Brennan recalled the condescending attitude displayed towards Chambers by Mawdsley — MI5 spook and brilliant character actor, Cedric Mawdsley — who had lured them from Molly’s flat to the great country house at Blythewich, so his colleagues could wire the flat for sound. Mawdsley was the very type that Chambers had pretended to emulate. Chambers had been utterly convincing in his role.

“You weren’t just faking it when you said you admired the Irish!” Molly exclaimed.

“I was pretending to pretend. Jolly good show, eh what?”

“Yes indeed.”

“How did you like my collection of bogus Irish music, Ireland O’Rama? I was afraid I might have gone over the top and blown it there. But it was great gas seeing the expression on your face.”

“No worries there. I fell for it and thought you were trying very hard to be open-minded! And then you produced Planxty, on the advice of the man in the record shop, or so you said.”

“I’ve always been a fan of Planxty. Had to bite my tongue so I wouldn’t sing along with every note. My real collection of music is at home, secreted away in ‘What to Listen for in Beethoven’ covers, the sort of thing a striver like me would be expected to have. At night I would sit in my car outside Hannigan’s, partly to play my role of Special Branch copper watching the shifty Irish, but mainly to listen to the craic. I’d roll my window down and listen to the music, wishing to God I was in there. I envied Conn, being able to get up there and tell his tales and get his laughs and sing his rebel songs. I longed to be able to do that myself. Conn and I went on a rip together in Glasgow once. One of the best nights of my life. I let my hair down that night. Took a huge risk.”

“You’re a friend of Conn!” Molly exclaimed.

“We’re friends and brothers in arms.”

“But when he was here just now, the way he spoke to you …”

“He didn’t know what was happening and didn’t want to blow my cover. He couldn’t let on that he knew who I really was, so he had to play a role.”

“We should call him, get him back here,” Terry said.

“He’ll be back,” Delaney said quietly, “but he’ll be too late.”

“What do you mean?” Molly asked.

He ignored her question, and returned to his role as a spy.
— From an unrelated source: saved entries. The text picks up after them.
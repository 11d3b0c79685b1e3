#![cfg(feature = "serde")]

use std::io::Write;
use std::sync::Arc;

use arbiter::{ArbiterError, BuiltinEvaluator, Context, DecisionTable, TableDefinition, Value};
use rand::rngs::StdRng;
use rand::SeedableRng;

const ELIGIBILITY: &str = r#"
title: eligibility
description: age and income screening
break_on_match: true
default_outcome: default
rnd: 50
rules:
  - title: Under 21
    expression: age < 21
    outcome: Under 21
  - title: Very Low Income
    expression: income < 1
    outcome: Very Low Income
  - title: Has job
    description: anyone employed
    expression: employed
    negate: true
    outcome:
      tier: manual
      priority: 2
"#;

#[test]
fn yaml_definition_builds_table() {
    let table = DecisionTable::from_yaml(ELIGIBILITY).unwrap();
    assert_eq!(table.title(), "eligibility");
    assert_eq!(table.description(), "age and income screening");
    assert!(table.break_on_match());
    assert_eq!(table.rnd(), 50);
    assert_eq!(table.default_outcome(), Some(&Value::from("default")));
    assert_eq!(table.rules().len(), 3);
    assert!(table.rules()[2].negate);
    assert_eq!(table.rules()[2].description, "anyone employed");

    let result = table
        .evaluate(&Context::new().set("age", 20_i64).set("income", 10_i64))
        .unwrap();
    assert_eq!(result.final_decision(), Some(&Value::from("Under 21")));
}

#[test]
fn yaml_map_outcome() {
    let table = DecisionTable::from_yaml(ELIGIBILITY).unwrap();
    let ctx = Context::new()
        .set("age", 40_i64)
        .set("income", 10_i64)
        .set("employed", false);
    let decision = table.decide(&ctx).unwrap().unwrap();
    match decision {
        Value::Map(map) => {
            assert_eq!(map.get("tier"), Some(&Value::from("manual")));
            assert_eq!(map.get("priority"), Some(&Value::Int(2)));
        }
        other => panic!("expected map outcome, got {other:?}"),
    }
}

#[test]
fn missing_fields_take_defaults() {
    let def = TableDefinition::from_yaml("rules:\n  - expression: x == 1\n").unwrap();
    assert_eq!(def.title, "");
    assert!(!def.break_on_match);
    assert_eq!(def.rnd, None);
    assert_eq!(def.rules[0].outcome, None);
    assert!(!def.rules[0].negate);
}

#[test]
fn missing_rnd_is_rolled() {
    let yaml = "rules:\n  - expression: rnd < 100\n    outcome: in range\n";
    let mut rng = StdRng::seed_from_u64(3);
    let table = DecisionTable::from_yaml_with(yaml, Arc::new(BuiltinEvaluator), &mut rng).unwrap();
    assert!(arbiter::RND_RANGE.contains(&table.rnd()));
    let result = table.evaluate(&Context::new()).unwrap();
    assert_eq!(result.final_decision(), Some(&Value::from("in range")));
}

#[test]
fn invalid_expression_is_compile_error() {
    let yaml = "rules:\n  - title: broken\n    expression: 'x <'\n";
    let err = DecisionTable::from_yaml(yaml).unwrap_err();
    assert!(matches!(err, ArbiterError::Compile(_)));
}

#[test]
fn malformed_yaml_is_definition_error() {
    let err = DecisionTable::from_yaml("rules: [unterminated").unwrap_err();
    assert!(matches!(err, ArbiterError::Definition(_)));
}

#[test]
fn load_from_file() {
    let mut file = tempfile::NamedTempFile::new().unwrap();
    file.write_all(ELIGIBILITY.as_bytes()).unwrap();

    let table = DecisionTable::from_file(file.path()).unwrap();
    assert_eq!(table.title(), "eligibility");
}

#[test]
fn missing_file_is_io_error() {
    let dir = tempfile::tempdir().unwrap();
    let err = DecisionTable::from_file(dir.path().join("absent.yaml")).unwrap_err();
    assert!(matches!(err, ArbiterError::Io(_)));
}

#[test]
fn result_set_serializes() {
    let table = DecisionTable::from_yaml(ELIGIBILITY).unwrap();
    let result = table
        .evaluate(&Context::new().set("age", 18_i64).set("income", 10_i64))
        .unwrap();
    let yaml = serde_yaml::to_string(&result).unwrap();
    assert!(yaml.contains("final_decision: Under 21"));
}

#[test]
fn unknown_table_key_is_rejected() {
    let yaml = "breakOnMatch: true\nrules:\n  - expression: x == 1\n";
    let err = DecisionTable::from_yaml(yaml).unwrap_err();
    assert!(matches!(err, ArbiterError::Definition(_)));
    assert!(err.to_string().contains("breakOnMatch"), "{err}");
}

#[test]
fn unknown_rule_key_is_rejected() {
    let yaml = "break_on_match: true\nrules:\n  - expression: x == 1\n    negated: true\n";
    let err = DecisionTable::from_yaml(yaml).unwrap_err();
    assert!(matches!(err, ArbiterError::Definition(_)));
    assert!(err.to_string().contains("negated"), "{err}");
}

#[test]
fn null_outcome_reads_back_as_none() {
    let def = TableDefinition {
        rules: vec![arbiter::Rule::new("nothing", "x == 1").with_outcome(Value::Null)],
        ..TableDefinition::default()
    };
    let yaml = serde_yaml::to_string(&def).unwrap();
    let back = TableDefinition::from_yaml(&yaml).unwrap();
    assert_eq!(back.rules[0].outcome, None);
}
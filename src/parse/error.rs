use std::fmt;

/// Errors produced when an expression does not parse.
#[derive(Debug, Clone, PartialEq, Eq)]
pub struct ParseError {
    message: String,
}

impl ParseError {
    /// Build a parse error. Public so third-party evaluators can report
    /// their own grammar failures through the same type.
    pub fn new(message: impl Into<String>) -> Self {
        Self {
            message: message.into(),
        }
    }

    #[must_use]
    pub fn message(&self) -> &str {
        &self.message
    }
}

impl fmt::Display for ParseError {
    fn fmt(&self, f: &mut fmt::Formatter<'_>) -> fmt::Result {
        write!(f, "parse error: {}", self.message)
    }
}

impl std::error::Error for ParseError {}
“What really had me terrified was spending time with you, Molly.” He fixed his eyes on her and was silent for a long time; it was as if he had forgotten everyone else in the room. “If ever I was going to blow my cover, it would have been with you. And that’s what nearly happened, on the trip to Bath. We got onto the subject of children and of course I could never have brought children into the world, because I’d never be able to tell them who their father was, who they really were. So that doomed my young marriage. Which means I’ve spent far too much time alone, brooding and looking into the bottom of a bottle. And then I met you, and I couldn’t tell you any of this even though we are both Irish patriots, and … fuck, I’m sorry, I don’t usually do all this whinging.”

“It’s hardly that,” Molly assured him. “I can’t imagine how you avoided a nervous breakdown.”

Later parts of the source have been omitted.